French satirical weekly Charlie Hebdo, the target of a massacre by gunmen in 2015, said on Tuesday it was republishing hugely controversial sketches of the Prophet Muhammad (peace be upon him) to mark this week’s start of the trial of alleged accomplices to the attack.
The cover of the new issue has a dozen sketches of the Holy Prophet (peace be upon him), reproducing images that sparked protests when they were first published and a debate about the limits of freedom of speech.
“We will never lie down. We will never give up,” director Laurent “Riss” Sourisseau wrote in an editorial to go with the blasphemous sketches.
Twelve people, including some of France’s most famous cartoonists, were killed on January 7, 2015, when brothers Said and Cherif Kouachi went on a gun rampage at the paper’s offices in Paris.
The assailants were killed in the wake of the massacre but 14 alleged accomplices in the attacks, which also targeted a Jewish supermarket, will go on trial in Paris on Wednesday.
FO spokesman says the act cannot be justified as an exercise in press freedom or freedom of expression
The latest Charlie Hebdo cover shows a dozen sketches first published by the Danish daily Jyllands-Posten in 2005 — and then reprinted by the French weekly in 2006, unleashing a storm of anger across the Muslim world.
In the centre of the cover is a sketch drawn by cartoonist Jean Cabut, known as Cabu, who lost his life in the massacre.
“All of this, just for that,” the front-page headline says.
The issue will be available from French newsstands just as the trial gets underway on Wednesday morning and can already be read by subscribers online.
In a nuanced response, the president of the French Council of Muslim Worship (CFCM), Mohammed Moussaoui, urged people to “ignore” the sketches, while condemning violence.
“The freedom to caricature is guaranteed for all, the freedom to love or not to love (the caricatures) as well. Nothing can justify violence,” he said.
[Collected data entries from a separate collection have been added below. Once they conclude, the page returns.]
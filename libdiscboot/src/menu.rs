//! Menu state: the current catalog, the selection, and what activating a title means.

use crate::catalog::{load_catalog, CatalogFormat, CatalogLimits, TitleCatalog};
use crate::console::Console;
use crate::disc::DiscImage;
use crate::error::{BootError, Result};
use crate::exe_loader::LoadRequest;
use crate::title::{AudioKind, Target, TitleRecord};

use log::{debug, info, warn};

pub const ROOT_CATALOG_PATH: &str = "\\PSFMENU\\TITLES.TXT";

/// Where a catalog comes from.
#[derive(Debug, Clone, PartialEq)]
pub struct CatalogSource {
	pub path: String,
	pub format: CatalogFormat,
	pub start_sector: u32,
	pub sector_count: u32,
}

impl CatalogSource {
	pub fn text(path: &str) -> CatalogSource {
		CatalogSource { path: path.to_string(), format: CatalogFormat::Text, start_sector: 0, sector_count: 0 }
	}

	fn from_record(record: &TitleRecord, format: CatalogFormat) -> CatalogSource {
		CatalogSource {
			path: record.path.to_string(),
			format,
			start_sector: record.start_sector,
			sector_count: record.sector_count,
		}
	}
}

/// What the audio engine should play. `resident` means the same archive is already loaded and
/// only the track changes.
#[derive(Debug, Clone, PartialEq)]
pub struct AudioCue {
	pub kind: AudioKind,
	pub track: Option<u16>,
	pub path: String,
	pub start_sector: u32,
	pub sector_count: u32,
	pub resident: bool,
}

#[derive(Debug, Clone, PartialEq)]
pub enum ActivationOutcome {
	PlayAudio(AudioCue),
	StopAudio,
	ReloadCatalog(CatalogSource),
	LoadProgram(LoadRequest),
	Nothing,
}

/// Identity of the music archive last started, to tell a track switch from a fresh load.
#[derive(Debug, Clone, PartialEq)]
struct MusicKey {
	path: String,
	start_sector: u32,
	sector_count: u32,
}

impl MusicKey {
	fn of(record: &TitleRecord) -> MusicKey {
		MusicKey { path: record.path.to_string(), start_sector: record.start_sector, sector_count: record.sector_count }
	}
}

#[derive(Debug)]
pub struct MenuState {
	catalog: TitleCatalog,
	scratch: TitleCatalog,
	selected: usize,
	root: CatalogSource,
	last_music: Option<MusicKey>,
}

impl MenuState {
	pub fn new(root: CatalogSource, limits: CatalogLimits) -> MenuState {
		MenuState {
			catalog: TitleCatalog::new(limits),
			scratch: TitleCatalog::new(limits),
			selected: 0,
			root,
			last_music: None,
		}
	}

	pub fn current_catalog(&self) -> &TitleCatalog {
		&self.catalog
	}

	pub fn selected_index(&self) -> usize {
		self.selected
	}

	pub fn selected(&self) -> Option<&TitleRecord> {
		self.catalog.get(self.selected)
	}

	/// Moves the selection, stopping at either end of the list.
	pub fn select(&mut self, delta: isize) -> usize {
		let last = self.catalog.len().saturating_sub(1) as isize;
		self.selected = (self.selected as isize).saturating_add(delta).max(0).min(last) as usize;
		self.selected
	}

	/// What selecting title `index` should do. Catalog redirects are returned for the caller to
	/// pass to `reload`, so the disc access happens where the caller can show progress.
	pub fn activate(&mut self, index: usize) -> Result<ActivationOutcome> {
		let record = *self.catalog.get(index).ok_or(BootError::NoSuchTitle(index))?;
		debug!("Activating {} ({}), target {:08x}", index, record.name, record.target.raw());
		let outcome = match record.target {
			Target::Silence => {
				self.last_music = None;
				ActivationOutcome::StopAudio
			}
			Target::Music(kind) => {
				self.last_music = None;
				ActivationOutcome::PlayAudio(AudioCue {
					kind,
					track: None,
					path: record.path.to_string(),
					start_sector: record.start_sector,
					sector_count: record.sector_count,
					resident: false,
				})
			}
			Target::Track(multi_track, track) => {
				let key = MusicKey::of(&record);
				let resident = self.last_music.as_ref() == Some(&key);
				self.last_music = Some(key);
				ActivationOutcome::PlayAudio(AudioCue {
					kind: multi_track.kind(),
					track: Some(track),
					path: record.path.to_string(),
					start_sector: record.start_sector,
					sector_count: record.sector_count,
					resident,
				})
			}
			Target::Reserved(raw) => {
				warn!("Title {} uses unsupported target {:08x}", index, raw);
				ActivationOutcome::Nothing
			}
			Target::TextCatalog => ActivationOutcome::ReloadCatalog(CatalogSource::from_record(&record, CatalogFormat::Text)),
			Target::BinaryCatalog => ActivationOutcome::ReloadCatalog(CatalogSource::from_record(&record, CatalogFormat::Binary)),
			Target::Load { stack } => ActivationOutcome::LoadProgram(LoadRequest {
				path: record.path.to_string(),
				start_sector: record.start_sector,
				sector_count: record.sector_count,
				stack_override: if stack != 0 { Some(stack) } else { None },
			}),
		};
		Ok(outcome)
	}

	/// Replaces the catalog with the one at `source`. On failure the current catalog and
	/// selection are left as they were.
	pub fn reload<I: DiscImage>(&mut self, source: &CatalogSource, console: &mut Console<I>) -> Result<()> {
		let result = load_catalog(
			console,
			&mut self.scratch,
			&source.path,
			source.format,
			source.start_sector,
			source.sector_count,
		);
		if let Err(err) = result {
			warn!("Catalog load failed for {}: {}", source.path, err);
			self.scratch.clear();
			return Err(err);
		}
		std::mem::swap(&mut self.catalog, &mut self.scratch);
		self.scratch.clear();
		self.selected = 0;
		self.last_music = None;
		info!("{} titles in {}", self.catalog.len(), source.path);
		Ok(())
	}

	/// Goes back to the root catalog.
	pub fn manual_reload<I: DiscImage>(&mut self, console: &mut Console<I>) -> Result<()> {
		let root = self.root.clone();
		self.reload(&root, console)
	}
}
The suspects, who go on trial on Wednesday, are accused of providing various degrees of logistical support to the killers.
The trial had been delayed several months with most French courtrooms closed over the coronavirus epidemic.
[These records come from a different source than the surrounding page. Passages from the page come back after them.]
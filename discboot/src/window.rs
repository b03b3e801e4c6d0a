//! SDL2 front-end. Text is drawn from the font sub-file of the graphics archive, a strip of 8x14
//! glyphs indexed by character code.

use crate::config::Config;
use crate::session::{Banner, Input, Presenter, Session, Step};
use crate::subsystems::HostEntry;

use libdiscboot::handoff::Subsystem;
use libdiscboot::menu::MenuState;

use sdl2::event::Event;
use sdl2::image::{ImageRWops, INIT_PNG};
use sdl2::keyboard::Keycode;
use sdl2::pixels::Color;
use sdl2::rect::Rect;
use sdl2::render::{Texture, WindowCanvas};
use sdl2::rwops::RWops;
use sdl2::EventPump;

use log::{info, warn};
use std::time::Duration;

const GLYPH_WIDTH: u32 = 8;
const GLYPH_HEIGHT: u32 = 14;
const RENDER_WIDTH: u32 = 640;
const RENDER_HEIGHT: u32 = 350;
const COLUMNS: usize = (RENDER_WIDTH / GLYPH_WIDTH) as usize;
const LIST_TOP: i32 = 3;
const LIST_ROWS: usize = 20;
const FRAME: Duration = Duration::from_millis(16);

fn scaled(colour: (u8, u8, u8), brightness: u8) -> Color {
	let scale = |c: u8| (c as u32 * brightness as u32 / 255) as u8;
	Color::RGB(scale(colour.0), scale(colour.1), scale(colour.2))
}

pub struct SdlPresenter<'t> {
	canvas: WindowCanvas,
	font: Option<Texture<'t>>,
	events: EventPump,
	quit_requested: bool,
}

impl<'t> SdlPresenter<'t> {
	fn draw_text(&mut self, text: &str, column: i32, row: i32, colour: (u8, u8, u8), brightness: u8) {
		let font = match self.font {
			Some(ref mut font) => font,
			None => return,
		};
		let fore = scaled(colour, brightness);
		font.set_color_mod(fore.r, fore.g, fore.b);
		for (i, code) in text.bytes().take(COLUMNS).enumerate() {
			let char_rect = Rect::new(GLYPH_WIDTH as i32 * code as i32, 0, GLYPH_WIDTH, GLYPH_HEIGHT);
			let dest_rect = Rect::new(GLYPH_WIDTH as i32 * (column + i as i32), GLYPH_HEIGHT as i32 * row, GLYPH_WIDTH, GLYPH_HEIGHT);
			if let Err(e) = self.canvas.copy(font, Some(char_rect), Some(dest_rect)) {
				warn!("Render failed: {}", e);
				return;
			}
		}
	}

	fn draw_centred(&mut self, text: &str, row: i32, colour: (u8, u8, u8), brightness: u8) {
		let column = (COLUMNS as i32 - text.len().min(COLUMNS) as i32) / 2;
		self.draw_text(text, column, row, colour, brightness);
	}

	fn clear(&mut self) {
		self.canvas.set_draw_color(Color::RGB(0, 0, 0));
		self.canvas.clear();
	}

	fn present(&mut self) {
		self.canvas.present();
		// Only quit requests are handled while a program loads.
		for event in self.events.poll_iter() {
			if let Event::Quit { .. } = event {
				self.quit_requested = true;
			}
		}
		std::thread::sleep(FRAME);
	}

	/// Key presses since the last call, mapped through `pad`.
	fn poll_inputs(&mut self, pad: &KeyboardPad) -> Vec<Input> {
		let mut inputs = vec![];
		for event in self.events.poll_iter() {
			match event {
				Event::Quit { .. } => inputs.push(Input::Quit),
				Event::KeyDown { keycode: Some(keycode), .. } => inputs.extend(pad.map(keycode)),
				_ => {}
			}
		}
		inputs
	}
}

impl<'t> Presenter for SdlPresenter<'t> {
	fn draw_menu(&mut self, menu: &MenuState, brightness: u8) {
		self.clear();
		let catalog = menu.current_catalog();
		let selected = menu.selected_index();
		let first = selected.saturating_sub(LIST_ROWS / 2).min(catalog.len().saturating_sub(LIST_ROWS));
		self.draw_centred("Select a title", 1, (0xFF, 0xFF, 0x55), brightness);
		for (row, index) in (first..catalog.len()).take(LIST_ROWS).enumerate() {
			let name = match catalog.get(index) {
				Some(title) => title.name.to_string(),
				None => break,
			};
			let y = LIST_TOP + row as i32;
			if index == selected {
				self.canvas.set_draw_color(scaled((0x00, 0x00, 0xAA), brightness));
				self.canvas.fill_rect(Rect::new(0, GLYPH_HEIGHT as i32 * y, RENDER_WIDTH, GLYPH_HEIGHT)).ok();
				self.draw_text(&name, 2, y, (0xFF, 0xFF, 0xFF), brightness);
			} else {
				self.draw_text(&name, 2, y, (0xAA, 0xAA, 0xAA), brightness);
			}
		}
		self.present();
	}

	fn draw_banner(&mut self, banner: &Banner, brightness: u8) {
		self.clear();
		let heading = if banner.is_error { (0xFF, 0x55, 0x55) } else { (0x55, 0xFF, 0x55) };
		let middle = (RENDER_HEIGHT / GLYPH_HEIGHT) as i32 / 2;
		self.draw_centred(&banner.heading, middle - 1, heading, brightness);
		self.draw_centred(&banner.detail, middle + 1, (0xFF, 0xFF, 0xFF), brightness);
		self.present();
	}

	fn suspend(&mut self) -> ! {
		loop {
			self.canvas.present();
			for event in self.events.poll_iter() {
				if let Event::Quit { .. } = event {
					std::process::exit(1);
				}
			}
			std::thread::sleep(FRAME);
		}
	}

	fn as_subsystem(&mut self) -> &mut dyn Subsystem {
		self
	}
}

impl<'t> Subsystem for SdlPresenter<'t> {
	fn name(&self) -> &str {
		"graphics"
	}

	fn shutdown(&mut self) {
		self.clear();
		self.canvas.present();
		if self.quit_requested {
			info!("Quit was requested during loading");
		}
	}
}

/// Keyboard standing in for the controller.
pub struct KeyboardPad {
	enabled: bool,
}

impl KeyboardPad {
	pub fn new() -> KeyboardPad {
		KeyboardPad { enabled: true }
	}

	pub fn map(&self, keycode: Keycode) -> Option<Input> {
		if !self.enabled {
			return None;
		}
		match keycode {
			Keycode::Up => Some(Input::Up),
			Keycode::Down => Some(Input::Down),
			Keycode::PageUp | Keycode::Left => Some(Input::PageUp),
			Keycode::PageDown | Keycode::Right => Some(Input::PageDown),
			Keycode::Return | Keycode::Space => Some(Input::Confirm),
			Keycode::F5 => Some(Input::Reload),
			Keycode::Escape => Some(Input::Quit),
			_ => None,
		}
	}
}

impl Subsystem for KeyboardPad {
	fn name(&self) -> &str {
		"input"
	}

	fn shutdown(&mut self) {
		self.enabled = false;
	}
}

pub fn run(mut session: Session, config: &Config) -> Result<(), String> {
	let sdl_context = sdl2::init()?;
	let sdl_video = sdl_context.video()?;
	let _sdl_image = sdl2::image::init(INIT_PNG)?;
	let scale = config.window_scale.max(1);
	let window = sdl_video.window("discboot", RENDER_WIDTH * scale, RENDER_HEIGHT * scale)
		.position_centered()
		.build()
		.map_err(|e| e.to_string())?;
	let (window_width, window_height) = window.size();

	let mut canvas = window.into_canvas().software().build().map_err(|e| e.to_string())?;
	let texture_creator = canvas.texture_creator();
	canvas.set_scale(scale as f32, scale as f32)?;
	canvas.set_viewport(Rect::new(
		(window_width / scale) as i32 / 2 - RENDER_WIDTH as i32 / 2,
		(window_height / scale) as i32 / 2 - RENDER_HEIGHT as i32 / 2,
		RENDER_WIDTH,
		RENDER_HEIGHT,
	));

	let font = match session.font() {
		Some(png) => {
			let surface = RWops::from_bytes(png)?.load_png()?;
			Some(texture_creator.create_texture_from_surface(&surface).map_err(|e| e.to_string())?)
		}
		None => {
			warn!("No font in the graphics archive, text won't be drawn");
			None
		}
	};

	let mut presenter = SdlPresenter { canvas, font, events: sdl_context.event_pump()?, quit_requested: false };
	let mut pad = KeyboardPad::new();

	loop {
		for input in presenter.poll_inputs(&pad) {
			match session.handle(input) {
				Step::Continue => {}
				Step::Launch(request) => {
					let entry = HostEntry { memory_dump: config.memory_dump.clone() };
					session.launch(request, &mut presenter, &mut pad, entry)
				}
				Step::Quit => return Ok(()),
			}
		}
		presenter.draw_menu(&session.menu, 255);
	}
}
The court in Paris will sit until November 10 and, in a first for a terror trial, proceedings will be filmed for archival purposes given public interest.
Pakistan’s stance
Pakistan on Tuesday “condemned in the strongest terms” the decision by the French magazine to re-publish the controversial and offensive sketches, added our staff reporter in Islamabad.
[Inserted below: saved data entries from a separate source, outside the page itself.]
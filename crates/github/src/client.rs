//! GitHub REST client implementing the issue ports.

use std::time::Duration;

use async_trait::async_trait;
use reqwest::header::{HeaderMap, HeaderValue, ACCEPT, AUTHORIZATION, RETRY_AFTER, USER_AGENT};
use reqwest::{Client, RequestBuilder, Response};
use serde::{Deserialize, Serialize};
use triage::{IssueHandle, IssueNumber, IssueStore, PublishError, RepositoryId};

use crate::{GitHubConfig, GitHubError};

const API_VERSION: &str = "2022-11-28";
const CLIENT_NAME: &str = concat!("issue-triage/", env!("CARGO_PKG_VERSION"));

#[derive(Deserialize)]
struct IssueResponse {
    title: String,
    state: String,
}

#[derive(Deserialize)]
struct ErrorResponse {
    message: String,
}

#[derive(Serialize)]
struct CommentRequest<'a> {
    body: &'a str,
}

#[derive(Serialize)]
struct LabelsRequest<'a> {
    labels: [&'a str; 1],
}

/// GitHub REST API client.
///
/// Cheap to clone; every [`GitHubIssue`] handle shares the same connection
/// pool and credentials.
#[derive(Debug, Clone)]
pub struct GitHubClient {
    http: Client,
    api_url: String,
}

impl GitHubClient {
    /// Creates a client authenticated with the configured token.
    ///
    /// # Errors
    ///
    /// Returns [`GitHubError::Config`] if the token is empty or not a valid
    /// header value, or [`GitHubError::Request`] if the HTTP client cannot be
    /// built.
    pub fn new(config: GitHubConfig) -> Result<Self, GitHubError> {
        if config.token.trim().is_empty() {
            return Err(GitHubError::Config("token is required".to_string()));
        }
        let mut auth = HeaderValue::from_str(&format!("Bearer {}", config.token.trim()))
            .map_err(|_| GitHubError::Config("token contains invalid characters".to_string()))?;
        auth.set_sensitive(true);

        let mut headers = HeaderMap::new();
        headers.insert(AUTHORIZATION, auth);
        headers.insert(ACCEPT, HeaderValue::from_static("application/vnd.github+json"));
        headers.insert(USER_AGENT, HeaderValue::from_static(CLIENT_NAME));
        headers.insert("x-github-api-version", HeaderValue::from_static(API_VERSION));

        let http = Client::builder()
            .default_headers(headers)
            .timeout(config.timeout)
            .build()?;
        Ok(Self {
            http,
            api_url: config.api_url.trim_end_matches('/').to_string(),
        })
    }

    /// Fetches an issue and returns a handle for writing to it.
    ///
    /// # Errors
    ///
    /// Returns [`GitHubError`] if the issue cannot be read.
    #[tracing::instrument(skip_all, fields(repository = %repository, issue = %issue))]
    pub async fn issue(
        &self,
        repository: &RepositoryId,
        issue: IssueNumber,
    ) -> Result<GitHubIssue, GitHubError> {
        let url = format!(
            "{}/repos/{}/{}/issues/{}",
            self.api_url,
            repository.owner(),
            repository.name(),
            issue
        );
        let found: IssueResponse = send(self.http.get(&url)).await?.json().await?;
        tracing::debug!(title = %found.title, state = %found.state, "Fetched issue");

        Ok(GitHubIssue {
            http: self.http.clone(),
            url,
        })
    }
}

/// Write access to one GitHub issue.
#[derive(Debug)]
pub struct GitHubIssue {
    http: Client,
    url: String,
}

impl GitHubIssue {
    /// Posts a comment.
    ///
    /// # Errors
    ///
    /// Returns [`GitHubError`] if GitHub rejects the comment.
    #[tracing::instrument(skip_all, fields(issue_url = %self.url))]
    pub async fn create_comment(&self, body: &str) -> Result<(), GitHubError> {
        send(
            self.http
                .post(format!("{}/comments", self.url))
                .json(&CommentRequest { body }),
        )
        .await?;
        tracing::info!("Comment posted successfully");
        Ok(())
    }

    /// Adds a label. GitHub creates the label on the repository if it does
    /// not exist yet.
    ///
    /// # Errors
    ///
    /// Returns [`GitHubError`] if GitHub rejects the label.
    #[tracing::instrument(skip(self), fields(issue_url = %self.url))]
    pub async fn add_to_labels(&self, label: &str) -> Result<(), GitHubError> {
        send(
            self.http
                .post(format!("{}/labels", self.url))
                .json(&LabelsRequest { labels: [label] }),
        )
        .await?;
        tracing::info!("Label added successfully");
        Ok(())
    }
}

async fn send(request: RequestBuilder) -> Result<Response, GitHubError> {
    let response = request.send().await?;
    if response.status().is_success() {
        Ok(response)
    } else {
        Err(status_error(response).await)
    }
}

async fn status_error(response: Response) -> GitHubError {
    let status = response.status();
    let headers = response.headers();
    let rate_limited = headers
        .get("x-ratelimit-remaining")
        .and_then(|v| v.to_str().ok())
        .is_some_and(|v| v.trim() == "0");
    let retry_after = headers
        .get(RETRY_AFTER)
        .and_then(|v| v.to_str().ok())
        .and_then(|v| v.trim().parse::<u64>().ok())
        .map(Duration::from_secs);

    let text = response.text().await.unwrap_or_default();
    let message = serde_json::from_str::<ErrorResponse>(&text)
        .map(|e| e.message)
        .unwrap_or(text);

    tracing::warn!(status = %status, rate_limited, "GitHub request rejected");
    GitHubError::Status {
        status,
        message,
        rate_limited,
        retry_after,
    }
}

#[async_trait]
impl IssueStore for GitHubClient {
    async fn get_issue(
        &self,
        repository: &RepositoryId,
        issue: IssueNumber,
    ) -> Result<Box<dyn IssueHandle>, PublishError> {
        let handle = self.issue(repository, issue).await?;
        Ok(Box::new(handle))
    }
}

#[async_trait]
impl IssueHandle for GitHubIssue {
    async fn add_comment(&self, body: &str) -> Result<(), PublishError> {
        Ok(self.create_comment(body).await?)
    }

    async fn add_label(&self, name: &str) -> Result<(), PublishError> {
        Ok(self.add_to_labels(name).await?)
    }
}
Foreign Office spokesman Zahid Hafeez Chaudhri in two different tweets on his official social media account stated that the decision of the French magazine would amount to undermining the global desire for peaceful co-existence and a threat to social and interfaith harmony.
“Pakistan condemns in the strongest terms the decision by the French magazine, Charlie Hebdo, to re-publish deeply offensive carricature of the Holy Prophet (PBUH),” the FO spokesman tweeted.
“Such a deliberate act to offend the sentiments of billions of Muslims cannot be justified as an exercise in press freedom or freedom of expression,” said Mr Chaudhri in another tweet.